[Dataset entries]
════════════════
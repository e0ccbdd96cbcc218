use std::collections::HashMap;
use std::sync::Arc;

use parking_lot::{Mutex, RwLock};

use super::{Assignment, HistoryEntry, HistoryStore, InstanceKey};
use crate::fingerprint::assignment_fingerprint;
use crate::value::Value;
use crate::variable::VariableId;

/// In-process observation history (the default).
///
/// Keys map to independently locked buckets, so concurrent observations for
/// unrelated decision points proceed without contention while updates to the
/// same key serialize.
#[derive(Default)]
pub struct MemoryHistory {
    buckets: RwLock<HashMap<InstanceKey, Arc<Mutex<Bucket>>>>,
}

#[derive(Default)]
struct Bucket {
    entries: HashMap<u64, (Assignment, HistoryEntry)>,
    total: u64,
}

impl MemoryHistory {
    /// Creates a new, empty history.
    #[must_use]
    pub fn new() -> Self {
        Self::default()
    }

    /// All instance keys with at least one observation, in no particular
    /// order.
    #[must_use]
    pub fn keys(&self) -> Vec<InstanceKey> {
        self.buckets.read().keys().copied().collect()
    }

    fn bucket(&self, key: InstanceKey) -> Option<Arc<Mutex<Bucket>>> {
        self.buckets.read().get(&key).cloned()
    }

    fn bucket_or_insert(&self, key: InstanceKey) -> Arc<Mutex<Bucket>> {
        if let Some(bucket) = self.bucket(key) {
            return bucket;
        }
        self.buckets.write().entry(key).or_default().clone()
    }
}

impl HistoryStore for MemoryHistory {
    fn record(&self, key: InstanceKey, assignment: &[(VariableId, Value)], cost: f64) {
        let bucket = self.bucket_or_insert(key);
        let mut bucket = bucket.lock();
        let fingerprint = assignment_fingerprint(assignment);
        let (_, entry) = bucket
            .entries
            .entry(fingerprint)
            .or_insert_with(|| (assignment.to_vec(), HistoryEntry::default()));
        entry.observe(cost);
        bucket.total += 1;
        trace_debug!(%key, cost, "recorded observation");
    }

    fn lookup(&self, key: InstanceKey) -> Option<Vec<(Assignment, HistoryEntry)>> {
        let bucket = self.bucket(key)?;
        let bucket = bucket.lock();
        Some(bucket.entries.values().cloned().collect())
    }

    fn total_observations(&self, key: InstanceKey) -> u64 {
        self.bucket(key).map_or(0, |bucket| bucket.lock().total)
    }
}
════════════════
> Problem requirements:
Read the records above. Show each line that has the string "InstanceKey".

> Final answer:
use super::{Assignment, HistoryEntry, HistoryStore, InstanceKey};
    buckets: RwLock<HashMap<InstanceKey, Arc<Mutex<Bucket>>>>,
    pub fn keys(&self) -> Vec<InstanceKey> {
    fn bucket(&self, key: InstanceKey) -> Option<Arc<Mutex<Bucket>>> {
    fn bucket_or_insert(&self, key: InstanceKey) -> Arc<Mutex<Bucket>> {
    fn record(&self, key: InstanceKey, assignment: &[(VariableId, Value)], cost: f64) {
    fn lookup(&self, key: InstanceKey) -> Option<Vec<(Assignment, HistoryEntry)>> {
    fn total_observations(&self, key: InstanceKey) -> u64 {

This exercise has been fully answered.